Rep. Gonzalez Files Three COVID-19 Proposals - Rep. Carlos Gonzalez (D-Springfield) filed three COVID-19 bills including:
Internet Access (HD 4984) - Ensures that Internet providers serving the state will provide the highest bandwidth possible for residential customers during the COVID-19 pandemic.
$15,000 Grant To Micro-Businesses (H 4985) - Provides $15,000 grant subsidy to micro-business owners who have less than five employees and sales from 2018 that did not exceed $200,000. Under the bill, 75 percent of the grants must be used for direct payment to employees’ compensation and 25 percent for small business general operational losses towards goods and services during the COVID-19 pandemic.
Churches Online (H 4986) - Establishes up to $10,000 grants for small community churches in the gateway cities of Massachusetts with parishioners of less than 100 members. The funding would be used to establish an online platform in order to conduct and provide services, communication and support to their parishioners during the COVID-19 pandemic.
Also Up On Beacon Hill
Moratorium On Evictions And Foreclosures (H 4615) - The House and Senate approved a conference committee version and sent to Gov. Baker legislation putting a moratorium on most residential, commercial and nonprofit evictions and foreclosures until 45 days after the end of the state of emergency, or 120 days after passage of this new law, whichever is sooner. The House and Senate had approved different versions of the bill and a conference committee drafted a compromise plan.
The measure allows the governor to postpone the expiration in increments of not more than 90 days. The bill allows for emergency for cause evictions that involve allegations of criminal activity or lease violations that are “detrimental to the health or safety of other residents, health care workers, emergency personnel or the general public.”

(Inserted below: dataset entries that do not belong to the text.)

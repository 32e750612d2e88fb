#![doc = include_str!("../README.md")]
#![doc(issue_tracker_base_url = "https://github.com/factordynamics/paysheet/issues/")]
#![cfg_attr(docsrs, feature(doc_cfg, doc_auto_cfg))]
#![warn(missing_docs)]
#![forbid(unsafe_code)]

pub mod error;
pub mod loader;
pub mod schema;
pub mod store;

pub use error::{Result, StoreError};
pub use loader::load;
pub use schema::{ColumnDef, SqlType, TableSchema};
pub use store::{ConnectionTarget, Store};
//! CSV extraction into polars frames.
//!
//! Sources are read with the polars CSV reader, inferring column types over
//! every row. Empty cells and the [`NULL_TOKENS`] become nulls. Columns listed
//! in [`SourceSpec::date_cols`] are then parsed into `Date`.

use crate::error::{DataError, Result};
use crate::source::{SourceSpec, Sources};
use crate::table_set::TableSet;
use chrono::{Datelike, NaiveDate, NaiveDateTime};
use polars::io::mmap::MmapBytesReader;
use polars::prelude::*;
use std::fs::File;
use std::io::Cursor;
use tracing::{debug, info};

/// Cell contents treated as missing values, besides the empty cell.
pub const NULL_TOKENS: &[&str] = &["nan", "NaN"];

/// Accepted date layouts, tried in order.
const DATE_FORMATS: &[&str] = &["%Y-%m-%d", "%Y/%m/%d", "%d/%m/%Y"];

/// Accepted datetime layouts for date columns carrying a time part.
const DATETIME_FORMATS: &[&str] = &["%Y-%m-%d %H:%M:%S", "%Y-%m-%dT%H:%M:%S"];

/// `num_days_from_ce` of 1970-01-01.
const EPOCH_DAYS_FROM_CE: i32 = 719_163;

/// Load every configured source into a table set.
///
/// Any unreadable or malformed source aborts the whole extraction.
pub fn extract(sources: &Sources) -> Result<TableSet> {
    info!("[EXTRACTION] Read CSV files.");

    let mut tables = TableSet::new();
    for (name, spec) in sources.iter() {
        let df = read_source(name, spec)?;
        tables = tables.with_table(name, df);
    }

    info!("[EXTRACTION] DONE.");
    Ok(tables)
}

/// Read a single source into a frame.
pub fn read_source(table: &str, spec: &SourceSpec) -> Result<DataFrame> {
    let file = File::open(&spec.filepath).map_err(|source| DataError::Io {
        path: spec.filepath.clone(),
        source,
    })?;
    let df = read_frame(table, file, &spec.date_cols)?;

    debug!(
        table,
        path = %spec.filepath.display(),
        rows = df.height(),
        columns = df.width(),
        "source loaded"
    );
    Ok(df)
}

/// Read in-memory CSV content.
pub fn read_csv(table: &str, content: &[u8], date_cols: &[String]) -> Result<DataFrame> {
    read_frame(table, Cursor::new(content), date_cols)
}

fn read_frame<R: MmapBytesReader>(table: &str, reader: R, date_cols: &[String]) -> Result<DataFrame> {
    let null_values = NullValues::AllColumns(NULL_TOKENS.iter().map(|t| (*t).into()).collect());
    let options = CsvReadOptions::default()
        .with_has_header(true)
        .with_infer_schema_length(None)
        .map_parse_options(|parse| parse.with_null_values(Some(null_values.clone())));

    let mut df = match options.into_reader_with_file_handle(reader).finish() {
        Ok(df) => df,
        Err(PolarsError::NoData(_)) => return Err(DataError::EmptySource(table.to_string())),
        Err(source) => {
            return Err(DataError::Csv {
                table: table.to_string(),
                source,
            });
        }
    };
    if df.width() == 0 {
        return Err(DataError::EmptySource(table.to_string()));
    }

    for name in date_cols {
        let Some(column) = df.column(name).ok() else {
            return Err(DataError::MissingColumn {
                table: table.to_string(),
                column: name.clone(),
            });
        };
        let dates = date_column(table, column)?;
        df.with_column(dates)?;
    }

    Ok(df)
}

/// Parse a configured date column into a `Date` column.
fn date_column(table: &str, column: &Column) -> Result<Column> {
    let name = column.name().clone();
    let raw = column.cast(&DataType::String)?;
    let days = raw
        .str()?
        .into_iter()
        .enumerate()
        .map(|(idx, value)| match value {
            None => Ok(None),
            Some(raw) => parse_date(raw)
                .map(|date| Some(date.num_days_from_ce() - EPOCH_DAYS_FROM_CE))
                .ok_or_else(|| DataError::InvalidDate {
                    table: table.to_string(),
                    column: name.to_string(),
                    row: idx + 1,
                    value: raw.to_string(),
                }),
        })
        .collect::<Result<Vec<Option<i32>>>>()?;

    let series = Series::new(name, days).cast(&DataType::Date)?;
    Ok(series.into())
}

/// Parse a date cell, accepting a trailing time part.
pub fn parse_date(raw: &str) -> Option<NaiveDate> {
    let raw = raw.trim();
    DATE_FORMATS
        .iter()
        .find_map(|fmt| NaiveDate::parse_from_str(raw, fmt).ok())
        .or_else(|| {
            DATETIME_FORMATS
                .iter()
                .find_map(|fmt| NaiveDateTime::parse_from_str(raw, fmt).ok())
                .map(|dt| dt.date())
        })
}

Another provision prohibits landlords from charging late fees or sending reports to credit rating agencies as long as a tenant provides notice within 30 days of a late payment that their failure to pay was tied to the COVID-19 pandemic.
Court Reduces The Number Of Signatures Required To Get On The Ballot - On Friday, April 17, the Supreme Judicial Court ruled that the number of required signatures for all elected offices in the September 1 primary be reduced by 50 percent because of the difficulty and health risks of collecting signatures during the COVID-19 pandemic. That means that the number of signatures needed for US senate candidates is reduced from 10,000 to 5,000; congressional candidates from 2,000 to 1,000; governor’s council and some county offices from 1,000 to 500; candidates for the state senate from 300 to 150; and candidates for state representative from 150 to 75.
The ruling also extends the deadline for candidates for state and county offices to submit signatures to local election officials from April 28 until May 5.